━━ RECORDS SHOWN ━━

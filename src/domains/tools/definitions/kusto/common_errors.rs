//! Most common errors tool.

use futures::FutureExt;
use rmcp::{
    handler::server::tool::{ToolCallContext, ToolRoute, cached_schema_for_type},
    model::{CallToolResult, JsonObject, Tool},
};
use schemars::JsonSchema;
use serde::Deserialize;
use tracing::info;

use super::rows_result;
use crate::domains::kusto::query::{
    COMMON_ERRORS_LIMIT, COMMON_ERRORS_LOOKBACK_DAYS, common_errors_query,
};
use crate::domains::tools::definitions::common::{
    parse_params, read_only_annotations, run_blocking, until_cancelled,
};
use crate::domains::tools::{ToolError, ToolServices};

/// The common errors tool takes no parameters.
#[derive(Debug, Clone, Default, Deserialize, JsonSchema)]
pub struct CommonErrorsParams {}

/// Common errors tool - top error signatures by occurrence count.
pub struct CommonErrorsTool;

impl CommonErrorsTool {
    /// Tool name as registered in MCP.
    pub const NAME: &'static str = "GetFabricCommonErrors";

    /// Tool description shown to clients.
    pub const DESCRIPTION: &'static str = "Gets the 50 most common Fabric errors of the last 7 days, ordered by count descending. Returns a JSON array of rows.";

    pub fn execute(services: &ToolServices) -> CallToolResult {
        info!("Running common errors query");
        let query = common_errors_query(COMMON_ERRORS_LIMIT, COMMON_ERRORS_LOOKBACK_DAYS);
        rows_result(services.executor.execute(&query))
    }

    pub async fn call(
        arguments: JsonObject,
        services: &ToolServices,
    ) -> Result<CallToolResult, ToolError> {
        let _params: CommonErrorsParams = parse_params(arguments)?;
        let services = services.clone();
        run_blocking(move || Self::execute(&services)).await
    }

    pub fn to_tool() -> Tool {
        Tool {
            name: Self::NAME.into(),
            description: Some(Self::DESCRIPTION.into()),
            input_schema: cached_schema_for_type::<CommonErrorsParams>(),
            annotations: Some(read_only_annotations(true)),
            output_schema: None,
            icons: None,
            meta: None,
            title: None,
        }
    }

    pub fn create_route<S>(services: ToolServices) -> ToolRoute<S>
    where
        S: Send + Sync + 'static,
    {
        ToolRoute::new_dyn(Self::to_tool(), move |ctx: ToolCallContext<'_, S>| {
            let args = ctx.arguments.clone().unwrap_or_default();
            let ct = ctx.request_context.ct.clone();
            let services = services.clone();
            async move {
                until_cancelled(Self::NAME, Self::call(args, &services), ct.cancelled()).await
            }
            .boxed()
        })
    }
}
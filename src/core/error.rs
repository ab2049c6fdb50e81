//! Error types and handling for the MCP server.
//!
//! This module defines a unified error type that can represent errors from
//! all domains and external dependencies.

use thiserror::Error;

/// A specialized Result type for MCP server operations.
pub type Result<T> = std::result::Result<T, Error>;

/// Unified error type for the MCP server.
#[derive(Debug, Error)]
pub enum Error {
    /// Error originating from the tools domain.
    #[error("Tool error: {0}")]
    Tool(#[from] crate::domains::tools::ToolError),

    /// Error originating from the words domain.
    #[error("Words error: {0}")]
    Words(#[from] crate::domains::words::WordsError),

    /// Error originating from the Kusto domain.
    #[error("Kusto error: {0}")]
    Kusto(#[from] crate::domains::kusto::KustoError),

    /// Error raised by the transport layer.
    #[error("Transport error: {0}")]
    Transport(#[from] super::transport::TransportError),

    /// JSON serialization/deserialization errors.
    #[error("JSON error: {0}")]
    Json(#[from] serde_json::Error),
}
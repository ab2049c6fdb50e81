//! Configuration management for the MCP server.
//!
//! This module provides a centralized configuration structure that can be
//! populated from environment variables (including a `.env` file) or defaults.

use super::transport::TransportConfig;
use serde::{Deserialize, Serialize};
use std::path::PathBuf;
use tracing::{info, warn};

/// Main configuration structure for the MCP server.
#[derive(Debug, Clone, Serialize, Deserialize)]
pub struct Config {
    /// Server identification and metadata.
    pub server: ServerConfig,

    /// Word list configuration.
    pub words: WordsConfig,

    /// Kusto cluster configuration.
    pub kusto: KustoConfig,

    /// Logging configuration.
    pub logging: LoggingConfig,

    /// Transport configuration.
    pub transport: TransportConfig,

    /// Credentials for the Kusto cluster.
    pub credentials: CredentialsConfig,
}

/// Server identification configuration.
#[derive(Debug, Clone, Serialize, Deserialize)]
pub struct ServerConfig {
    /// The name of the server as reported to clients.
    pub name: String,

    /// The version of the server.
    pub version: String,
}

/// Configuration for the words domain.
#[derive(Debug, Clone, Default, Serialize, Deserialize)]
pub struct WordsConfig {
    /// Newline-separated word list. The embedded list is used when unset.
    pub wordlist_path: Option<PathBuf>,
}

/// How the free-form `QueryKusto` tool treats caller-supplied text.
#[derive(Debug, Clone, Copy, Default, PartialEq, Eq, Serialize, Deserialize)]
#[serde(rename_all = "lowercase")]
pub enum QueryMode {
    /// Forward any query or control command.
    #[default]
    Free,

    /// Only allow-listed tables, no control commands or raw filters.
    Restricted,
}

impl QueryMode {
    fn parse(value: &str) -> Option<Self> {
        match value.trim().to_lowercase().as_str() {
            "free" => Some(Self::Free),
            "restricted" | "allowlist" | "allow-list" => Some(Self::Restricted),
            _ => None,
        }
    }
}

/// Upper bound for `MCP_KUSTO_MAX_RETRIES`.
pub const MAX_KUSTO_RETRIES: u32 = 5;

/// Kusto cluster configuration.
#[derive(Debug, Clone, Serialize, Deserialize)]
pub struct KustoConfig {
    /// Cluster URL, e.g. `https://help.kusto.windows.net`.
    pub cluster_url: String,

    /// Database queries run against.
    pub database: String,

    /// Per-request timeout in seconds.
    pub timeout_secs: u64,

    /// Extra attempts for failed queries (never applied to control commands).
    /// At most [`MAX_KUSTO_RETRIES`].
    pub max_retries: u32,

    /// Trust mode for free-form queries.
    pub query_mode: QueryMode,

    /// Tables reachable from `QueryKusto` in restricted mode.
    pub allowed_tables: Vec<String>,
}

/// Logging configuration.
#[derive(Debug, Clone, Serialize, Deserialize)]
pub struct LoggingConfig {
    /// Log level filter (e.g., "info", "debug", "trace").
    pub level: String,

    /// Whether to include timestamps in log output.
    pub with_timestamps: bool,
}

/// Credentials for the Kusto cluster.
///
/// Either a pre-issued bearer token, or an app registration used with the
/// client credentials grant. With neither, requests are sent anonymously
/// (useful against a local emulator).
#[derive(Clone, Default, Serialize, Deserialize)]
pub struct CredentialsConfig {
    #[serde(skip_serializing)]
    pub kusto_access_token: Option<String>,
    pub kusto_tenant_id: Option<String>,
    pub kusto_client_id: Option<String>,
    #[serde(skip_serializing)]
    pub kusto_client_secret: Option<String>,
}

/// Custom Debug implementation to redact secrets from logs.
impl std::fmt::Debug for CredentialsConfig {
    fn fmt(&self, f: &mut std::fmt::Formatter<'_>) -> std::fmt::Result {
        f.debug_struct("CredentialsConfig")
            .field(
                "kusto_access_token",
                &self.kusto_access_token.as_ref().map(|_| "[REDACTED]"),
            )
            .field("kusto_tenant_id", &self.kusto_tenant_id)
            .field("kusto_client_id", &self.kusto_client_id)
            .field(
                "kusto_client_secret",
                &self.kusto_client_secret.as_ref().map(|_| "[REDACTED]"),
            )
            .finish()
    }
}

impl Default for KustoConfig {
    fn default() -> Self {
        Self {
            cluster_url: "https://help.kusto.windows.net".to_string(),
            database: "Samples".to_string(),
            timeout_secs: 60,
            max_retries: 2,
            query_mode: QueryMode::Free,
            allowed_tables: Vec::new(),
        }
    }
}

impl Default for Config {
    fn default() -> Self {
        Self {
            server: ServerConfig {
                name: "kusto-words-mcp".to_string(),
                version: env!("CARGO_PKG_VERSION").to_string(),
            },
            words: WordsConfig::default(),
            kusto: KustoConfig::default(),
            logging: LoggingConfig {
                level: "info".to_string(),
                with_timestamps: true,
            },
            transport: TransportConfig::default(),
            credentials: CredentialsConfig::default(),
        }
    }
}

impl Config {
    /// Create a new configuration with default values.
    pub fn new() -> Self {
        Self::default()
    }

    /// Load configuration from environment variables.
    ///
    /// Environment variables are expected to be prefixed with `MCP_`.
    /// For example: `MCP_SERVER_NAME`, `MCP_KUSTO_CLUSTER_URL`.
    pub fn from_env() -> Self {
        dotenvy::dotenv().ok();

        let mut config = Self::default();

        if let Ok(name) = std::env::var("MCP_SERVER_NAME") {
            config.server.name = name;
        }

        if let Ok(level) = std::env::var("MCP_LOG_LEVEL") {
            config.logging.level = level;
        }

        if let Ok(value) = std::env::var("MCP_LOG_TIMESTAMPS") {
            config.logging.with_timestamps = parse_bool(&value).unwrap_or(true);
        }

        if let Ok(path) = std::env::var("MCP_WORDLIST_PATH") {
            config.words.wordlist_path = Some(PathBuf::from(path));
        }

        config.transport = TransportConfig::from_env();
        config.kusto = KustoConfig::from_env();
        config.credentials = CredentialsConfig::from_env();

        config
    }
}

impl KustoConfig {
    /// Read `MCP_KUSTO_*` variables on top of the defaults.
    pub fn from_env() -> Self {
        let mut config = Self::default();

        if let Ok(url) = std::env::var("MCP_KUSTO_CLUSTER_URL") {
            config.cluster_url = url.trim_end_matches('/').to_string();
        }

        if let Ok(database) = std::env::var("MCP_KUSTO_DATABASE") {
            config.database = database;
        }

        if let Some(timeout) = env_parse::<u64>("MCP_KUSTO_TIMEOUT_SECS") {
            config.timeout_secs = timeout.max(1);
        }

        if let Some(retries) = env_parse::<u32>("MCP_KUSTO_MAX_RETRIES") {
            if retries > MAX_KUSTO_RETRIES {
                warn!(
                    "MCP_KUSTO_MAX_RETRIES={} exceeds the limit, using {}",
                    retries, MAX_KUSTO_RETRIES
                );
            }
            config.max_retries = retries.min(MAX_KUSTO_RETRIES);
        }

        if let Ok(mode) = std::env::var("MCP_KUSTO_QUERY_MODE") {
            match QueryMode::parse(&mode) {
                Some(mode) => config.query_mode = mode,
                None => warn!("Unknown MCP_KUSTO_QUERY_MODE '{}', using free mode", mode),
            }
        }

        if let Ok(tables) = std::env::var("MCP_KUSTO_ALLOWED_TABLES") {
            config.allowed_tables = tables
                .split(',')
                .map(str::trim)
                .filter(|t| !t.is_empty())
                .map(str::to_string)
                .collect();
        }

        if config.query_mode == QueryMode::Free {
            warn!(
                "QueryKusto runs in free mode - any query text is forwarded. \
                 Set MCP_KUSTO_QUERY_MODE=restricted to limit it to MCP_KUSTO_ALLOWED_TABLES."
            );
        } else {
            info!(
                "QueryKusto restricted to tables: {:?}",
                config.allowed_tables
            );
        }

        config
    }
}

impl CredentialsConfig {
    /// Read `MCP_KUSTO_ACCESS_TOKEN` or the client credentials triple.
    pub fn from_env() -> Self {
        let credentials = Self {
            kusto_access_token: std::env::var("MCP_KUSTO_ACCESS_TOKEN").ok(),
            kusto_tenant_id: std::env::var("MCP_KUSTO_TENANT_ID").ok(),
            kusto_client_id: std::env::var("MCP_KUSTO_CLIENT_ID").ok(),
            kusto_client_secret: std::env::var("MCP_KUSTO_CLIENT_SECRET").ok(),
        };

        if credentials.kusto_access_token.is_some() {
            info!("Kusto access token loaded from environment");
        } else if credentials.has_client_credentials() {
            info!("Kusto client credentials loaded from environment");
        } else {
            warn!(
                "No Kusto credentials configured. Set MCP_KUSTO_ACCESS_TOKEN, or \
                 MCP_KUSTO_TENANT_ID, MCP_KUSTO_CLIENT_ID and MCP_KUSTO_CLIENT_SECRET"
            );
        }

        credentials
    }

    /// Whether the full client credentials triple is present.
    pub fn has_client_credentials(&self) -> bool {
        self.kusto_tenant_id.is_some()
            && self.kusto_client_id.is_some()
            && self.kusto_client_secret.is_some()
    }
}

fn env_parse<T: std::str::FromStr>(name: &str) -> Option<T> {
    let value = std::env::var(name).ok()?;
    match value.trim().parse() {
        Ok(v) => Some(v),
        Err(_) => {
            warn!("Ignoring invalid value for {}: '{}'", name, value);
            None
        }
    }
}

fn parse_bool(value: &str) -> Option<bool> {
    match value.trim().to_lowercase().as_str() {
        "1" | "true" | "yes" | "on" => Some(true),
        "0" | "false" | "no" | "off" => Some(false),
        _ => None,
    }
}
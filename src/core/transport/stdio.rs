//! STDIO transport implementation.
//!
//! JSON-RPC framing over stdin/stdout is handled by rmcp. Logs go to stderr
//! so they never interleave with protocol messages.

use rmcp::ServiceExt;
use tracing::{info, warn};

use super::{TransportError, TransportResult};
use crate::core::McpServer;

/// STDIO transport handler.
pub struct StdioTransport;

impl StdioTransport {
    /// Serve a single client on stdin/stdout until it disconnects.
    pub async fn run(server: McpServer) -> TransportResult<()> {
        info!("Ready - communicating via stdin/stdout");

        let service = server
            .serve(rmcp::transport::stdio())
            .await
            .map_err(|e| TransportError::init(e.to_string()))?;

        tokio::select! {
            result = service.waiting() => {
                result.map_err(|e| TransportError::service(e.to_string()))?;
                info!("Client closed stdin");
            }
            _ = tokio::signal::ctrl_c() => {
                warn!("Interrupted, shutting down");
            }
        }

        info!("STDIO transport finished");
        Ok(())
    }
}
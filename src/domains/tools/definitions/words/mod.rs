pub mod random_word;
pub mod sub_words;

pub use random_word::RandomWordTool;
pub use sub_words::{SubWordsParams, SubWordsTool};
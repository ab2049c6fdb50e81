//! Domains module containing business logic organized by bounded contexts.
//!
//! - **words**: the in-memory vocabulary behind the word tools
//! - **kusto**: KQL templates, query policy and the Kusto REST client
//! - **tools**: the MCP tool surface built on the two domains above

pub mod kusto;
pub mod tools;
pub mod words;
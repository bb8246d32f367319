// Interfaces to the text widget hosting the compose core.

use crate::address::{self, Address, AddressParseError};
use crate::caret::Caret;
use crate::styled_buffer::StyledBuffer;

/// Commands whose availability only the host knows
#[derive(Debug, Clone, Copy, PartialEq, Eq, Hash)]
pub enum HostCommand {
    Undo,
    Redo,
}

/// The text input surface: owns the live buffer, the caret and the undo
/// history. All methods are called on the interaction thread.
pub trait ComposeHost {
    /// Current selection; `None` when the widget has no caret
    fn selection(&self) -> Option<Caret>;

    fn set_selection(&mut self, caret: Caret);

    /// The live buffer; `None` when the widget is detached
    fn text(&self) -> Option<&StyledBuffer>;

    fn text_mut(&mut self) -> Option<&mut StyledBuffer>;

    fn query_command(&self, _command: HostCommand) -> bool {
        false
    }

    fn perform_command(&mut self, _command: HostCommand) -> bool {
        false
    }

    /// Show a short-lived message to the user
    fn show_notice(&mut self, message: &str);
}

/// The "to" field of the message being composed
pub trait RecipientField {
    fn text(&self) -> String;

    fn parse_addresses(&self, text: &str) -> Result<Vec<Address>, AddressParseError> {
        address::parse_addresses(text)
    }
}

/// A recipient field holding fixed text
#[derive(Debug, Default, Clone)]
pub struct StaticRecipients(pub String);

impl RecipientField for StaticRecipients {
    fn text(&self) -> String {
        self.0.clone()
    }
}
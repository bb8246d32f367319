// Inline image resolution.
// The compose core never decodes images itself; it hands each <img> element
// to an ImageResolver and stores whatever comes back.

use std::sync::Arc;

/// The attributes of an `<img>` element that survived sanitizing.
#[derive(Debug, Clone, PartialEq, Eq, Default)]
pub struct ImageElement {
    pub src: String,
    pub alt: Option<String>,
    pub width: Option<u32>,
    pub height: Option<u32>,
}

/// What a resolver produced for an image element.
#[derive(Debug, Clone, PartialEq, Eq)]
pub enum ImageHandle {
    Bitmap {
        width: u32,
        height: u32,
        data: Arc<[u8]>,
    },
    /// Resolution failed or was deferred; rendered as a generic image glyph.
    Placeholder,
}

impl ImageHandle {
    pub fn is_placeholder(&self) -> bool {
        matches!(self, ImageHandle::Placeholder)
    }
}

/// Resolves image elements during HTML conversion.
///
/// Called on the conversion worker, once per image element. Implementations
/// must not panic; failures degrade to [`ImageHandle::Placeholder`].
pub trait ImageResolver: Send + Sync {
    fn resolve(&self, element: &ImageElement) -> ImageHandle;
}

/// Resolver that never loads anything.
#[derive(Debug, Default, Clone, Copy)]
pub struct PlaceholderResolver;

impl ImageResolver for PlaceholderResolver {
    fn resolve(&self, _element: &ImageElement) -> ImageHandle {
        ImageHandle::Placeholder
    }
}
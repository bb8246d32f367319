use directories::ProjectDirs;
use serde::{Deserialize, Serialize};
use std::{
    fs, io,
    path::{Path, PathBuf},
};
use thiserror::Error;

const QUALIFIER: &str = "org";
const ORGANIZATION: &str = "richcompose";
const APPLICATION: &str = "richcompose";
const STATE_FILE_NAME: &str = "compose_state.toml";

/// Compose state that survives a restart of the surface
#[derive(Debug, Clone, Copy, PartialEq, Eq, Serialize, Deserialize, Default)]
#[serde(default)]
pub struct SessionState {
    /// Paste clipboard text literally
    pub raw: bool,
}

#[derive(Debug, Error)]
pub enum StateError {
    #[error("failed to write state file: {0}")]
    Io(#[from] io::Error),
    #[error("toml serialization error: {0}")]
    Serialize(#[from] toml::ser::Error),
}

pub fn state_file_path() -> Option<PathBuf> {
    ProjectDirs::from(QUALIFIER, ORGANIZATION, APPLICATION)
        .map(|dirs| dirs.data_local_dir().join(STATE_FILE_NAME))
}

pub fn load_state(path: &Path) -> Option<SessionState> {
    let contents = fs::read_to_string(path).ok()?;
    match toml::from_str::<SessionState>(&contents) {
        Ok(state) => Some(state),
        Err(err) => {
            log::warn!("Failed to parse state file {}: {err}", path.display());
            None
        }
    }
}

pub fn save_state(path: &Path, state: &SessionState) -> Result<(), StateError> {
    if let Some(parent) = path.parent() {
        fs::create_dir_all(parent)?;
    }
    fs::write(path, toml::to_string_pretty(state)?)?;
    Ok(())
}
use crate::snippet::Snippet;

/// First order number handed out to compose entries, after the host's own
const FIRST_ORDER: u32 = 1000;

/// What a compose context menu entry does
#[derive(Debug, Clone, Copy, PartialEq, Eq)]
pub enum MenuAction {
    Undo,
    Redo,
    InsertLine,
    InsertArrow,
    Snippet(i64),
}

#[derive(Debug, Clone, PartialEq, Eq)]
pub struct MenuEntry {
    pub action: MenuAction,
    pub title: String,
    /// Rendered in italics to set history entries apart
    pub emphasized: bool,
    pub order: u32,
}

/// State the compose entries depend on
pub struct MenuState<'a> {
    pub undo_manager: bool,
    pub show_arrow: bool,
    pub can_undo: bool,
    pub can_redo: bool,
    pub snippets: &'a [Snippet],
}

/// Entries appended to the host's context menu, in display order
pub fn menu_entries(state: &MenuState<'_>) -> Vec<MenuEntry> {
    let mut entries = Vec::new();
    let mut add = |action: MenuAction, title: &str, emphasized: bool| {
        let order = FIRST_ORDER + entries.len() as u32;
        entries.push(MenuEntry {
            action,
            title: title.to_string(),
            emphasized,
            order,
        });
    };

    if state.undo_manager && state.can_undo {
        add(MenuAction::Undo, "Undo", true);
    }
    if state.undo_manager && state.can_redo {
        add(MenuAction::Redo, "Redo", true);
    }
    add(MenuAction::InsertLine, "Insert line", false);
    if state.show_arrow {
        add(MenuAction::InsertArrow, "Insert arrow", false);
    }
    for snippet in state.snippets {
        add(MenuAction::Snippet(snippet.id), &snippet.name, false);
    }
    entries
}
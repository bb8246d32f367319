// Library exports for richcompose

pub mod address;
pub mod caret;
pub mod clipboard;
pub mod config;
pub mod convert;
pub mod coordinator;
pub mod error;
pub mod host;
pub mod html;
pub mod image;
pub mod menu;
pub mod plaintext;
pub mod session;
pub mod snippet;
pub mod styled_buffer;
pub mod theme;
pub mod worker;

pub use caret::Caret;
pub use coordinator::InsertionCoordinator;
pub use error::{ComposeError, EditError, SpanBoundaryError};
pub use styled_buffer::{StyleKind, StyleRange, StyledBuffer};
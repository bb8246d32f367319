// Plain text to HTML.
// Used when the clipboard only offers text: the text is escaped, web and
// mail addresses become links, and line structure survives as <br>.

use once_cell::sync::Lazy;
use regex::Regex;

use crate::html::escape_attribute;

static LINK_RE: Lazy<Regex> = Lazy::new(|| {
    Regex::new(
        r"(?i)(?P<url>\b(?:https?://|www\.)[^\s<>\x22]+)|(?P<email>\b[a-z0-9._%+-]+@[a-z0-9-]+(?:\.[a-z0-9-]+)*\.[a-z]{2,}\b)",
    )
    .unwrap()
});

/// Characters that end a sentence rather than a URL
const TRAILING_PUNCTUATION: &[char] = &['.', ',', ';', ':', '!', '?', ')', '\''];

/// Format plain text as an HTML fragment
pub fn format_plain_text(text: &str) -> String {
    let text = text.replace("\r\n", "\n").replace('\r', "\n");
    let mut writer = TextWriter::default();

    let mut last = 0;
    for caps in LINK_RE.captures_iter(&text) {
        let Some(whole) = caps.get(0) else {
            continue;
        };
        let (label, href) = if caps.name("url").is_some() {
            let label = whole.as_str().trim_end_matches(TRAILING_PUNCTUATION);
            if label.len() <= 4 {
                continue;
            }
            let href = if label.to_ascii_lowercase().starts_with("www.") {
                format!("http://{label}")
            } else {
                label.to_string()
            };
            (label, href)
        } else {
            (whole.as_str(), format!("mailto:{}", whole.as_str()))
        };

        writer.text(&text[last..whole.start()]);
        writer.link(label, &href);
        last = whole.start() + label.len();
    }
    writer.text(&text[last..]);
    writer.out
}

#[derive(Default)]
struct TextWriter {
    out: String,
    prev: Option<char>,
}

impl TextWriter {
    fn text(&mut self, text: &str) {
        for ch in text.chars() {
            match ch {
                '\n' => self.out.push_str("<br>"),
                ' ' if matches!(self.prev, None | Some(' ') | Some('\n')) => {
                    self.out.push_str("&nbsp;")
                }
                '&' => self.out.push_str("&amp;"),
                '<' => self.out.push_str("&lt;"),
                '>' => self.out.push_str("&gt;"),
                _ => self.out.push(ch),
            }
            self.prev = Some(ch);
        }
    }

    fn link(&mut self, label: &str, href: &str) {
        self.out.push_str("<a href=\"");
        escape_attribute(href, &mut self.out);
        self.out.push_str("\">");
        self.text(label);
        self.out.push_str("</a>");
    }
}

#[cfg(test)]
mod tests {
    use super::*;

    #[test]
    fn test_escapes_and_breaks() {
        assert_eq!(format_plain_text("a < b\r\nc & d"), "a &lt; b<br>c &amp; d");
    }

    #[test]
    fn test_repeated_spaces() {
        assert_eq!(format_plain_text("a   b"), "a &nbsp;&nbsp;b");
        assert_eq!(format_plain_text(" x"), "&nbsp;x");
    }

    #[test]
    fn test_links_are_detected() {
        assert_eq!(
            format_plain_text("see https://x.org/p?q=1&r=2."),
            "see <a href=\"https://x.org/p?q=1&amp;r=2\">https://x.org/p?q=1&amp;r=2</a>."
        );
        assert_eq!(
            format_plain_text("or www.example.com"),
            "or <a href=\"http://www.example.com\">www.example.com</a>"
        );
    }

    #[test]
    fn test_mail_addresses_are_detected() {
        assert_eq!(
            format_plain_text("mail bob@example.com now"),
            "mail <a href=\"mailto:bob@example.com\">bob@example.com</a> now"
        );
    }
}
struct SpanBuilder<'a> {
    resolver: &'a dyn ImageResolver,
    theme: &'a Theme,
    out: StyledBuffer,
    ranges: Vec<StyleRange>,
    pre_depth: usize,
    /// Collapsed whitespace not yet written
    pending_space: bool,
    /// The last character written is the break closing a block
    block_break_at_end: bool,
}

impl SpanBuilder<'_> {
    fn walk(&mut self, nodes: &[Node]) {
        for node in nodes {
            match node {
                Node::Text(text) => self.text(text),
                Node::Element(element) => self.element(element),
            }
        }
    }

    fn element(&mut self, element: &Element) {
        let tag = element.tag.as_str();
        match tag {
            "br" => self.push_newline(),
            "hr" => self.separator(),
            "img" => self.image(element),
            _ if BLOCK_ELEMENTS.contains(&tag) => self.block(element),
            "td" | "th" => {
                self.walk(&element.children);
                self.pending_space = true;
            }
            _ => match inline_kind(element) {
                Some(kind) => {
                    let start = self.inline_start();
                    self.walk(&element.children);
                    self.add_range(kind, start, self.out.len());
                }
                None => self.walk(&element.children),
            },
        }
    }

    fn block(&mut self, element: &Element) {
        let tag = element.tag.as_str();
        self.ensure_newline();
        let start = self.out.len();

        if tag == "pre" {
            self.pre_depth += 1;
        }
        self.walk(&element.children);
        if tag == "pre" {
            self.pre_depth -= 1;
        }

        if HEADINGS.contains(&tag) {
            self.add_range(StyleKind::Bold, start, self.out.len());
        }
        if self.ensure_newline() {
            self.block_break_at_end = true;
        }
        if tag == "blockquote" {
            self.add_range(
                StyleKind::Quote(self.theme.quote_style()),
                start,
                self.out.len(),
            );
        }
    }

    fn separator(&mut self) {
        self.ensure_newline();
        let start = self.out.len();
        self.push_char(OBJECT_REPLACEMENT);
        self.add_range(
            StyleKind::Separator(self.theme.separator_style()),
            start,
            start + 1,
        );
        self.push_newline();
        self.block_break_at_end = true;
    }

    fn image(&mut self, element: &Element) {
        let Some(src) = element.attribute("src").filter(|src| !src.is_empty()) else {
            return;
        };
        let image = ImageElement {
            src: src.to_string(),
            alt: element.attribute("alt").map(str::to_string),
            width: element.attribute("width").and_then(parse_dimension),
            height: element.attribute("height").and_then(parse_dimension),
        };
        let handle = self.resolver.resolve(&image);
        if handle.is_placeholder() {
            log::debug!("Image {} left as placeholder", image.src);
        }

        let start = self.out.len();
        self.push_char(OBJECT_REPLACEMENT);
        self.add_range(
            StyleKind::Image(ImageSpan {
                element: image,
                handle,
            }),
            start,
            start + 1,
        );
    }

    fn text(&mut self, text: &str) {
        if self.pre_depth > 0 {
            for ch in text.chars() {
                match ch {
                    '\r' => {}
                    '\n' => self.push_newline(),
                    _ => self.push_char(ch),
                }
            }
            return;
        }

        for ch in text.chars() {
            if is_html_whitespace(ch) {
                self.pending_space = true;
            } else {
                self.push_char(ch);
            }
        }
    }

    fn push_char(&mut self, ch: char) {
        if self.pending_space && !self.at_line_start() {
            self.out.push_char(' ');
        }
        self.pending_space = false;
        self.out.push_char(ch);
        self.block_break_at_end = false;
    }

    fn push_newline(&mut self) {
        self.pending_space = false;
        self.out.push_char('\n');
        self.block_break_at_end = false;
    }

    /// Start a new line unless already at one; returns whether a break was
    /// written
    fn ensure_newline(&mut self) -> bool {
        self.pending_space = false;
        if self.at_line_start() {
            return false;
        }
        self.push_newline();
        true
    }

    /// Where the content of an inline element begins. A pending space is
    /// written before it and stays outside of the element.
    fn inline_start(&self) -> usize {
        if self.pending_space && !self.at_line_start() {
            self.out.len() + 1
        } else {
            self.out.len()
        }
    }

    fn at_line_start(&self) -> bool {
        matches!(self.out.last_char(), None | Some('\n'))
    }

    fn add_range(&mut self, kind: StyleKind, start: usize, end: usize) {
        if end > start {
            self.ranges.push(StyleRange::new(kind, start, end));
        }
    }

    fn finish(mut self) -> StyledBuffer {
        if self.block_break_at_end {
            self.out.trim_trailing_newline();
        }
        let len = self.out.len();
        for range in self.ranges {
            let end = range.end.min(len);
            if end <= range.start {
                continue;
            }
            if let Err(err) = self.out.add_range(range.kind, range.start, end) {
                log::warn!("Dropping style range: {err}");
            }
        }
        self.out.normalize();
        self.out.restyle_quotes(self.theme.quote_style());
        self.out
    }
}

━━━

TO DO :: Copy out each line of the data where the string "LoggingConfig" appears.

ANSWER ::
    pub logging: LoggingConfig,
pub struct LoggingConfig {
            logging: LoggingConfig {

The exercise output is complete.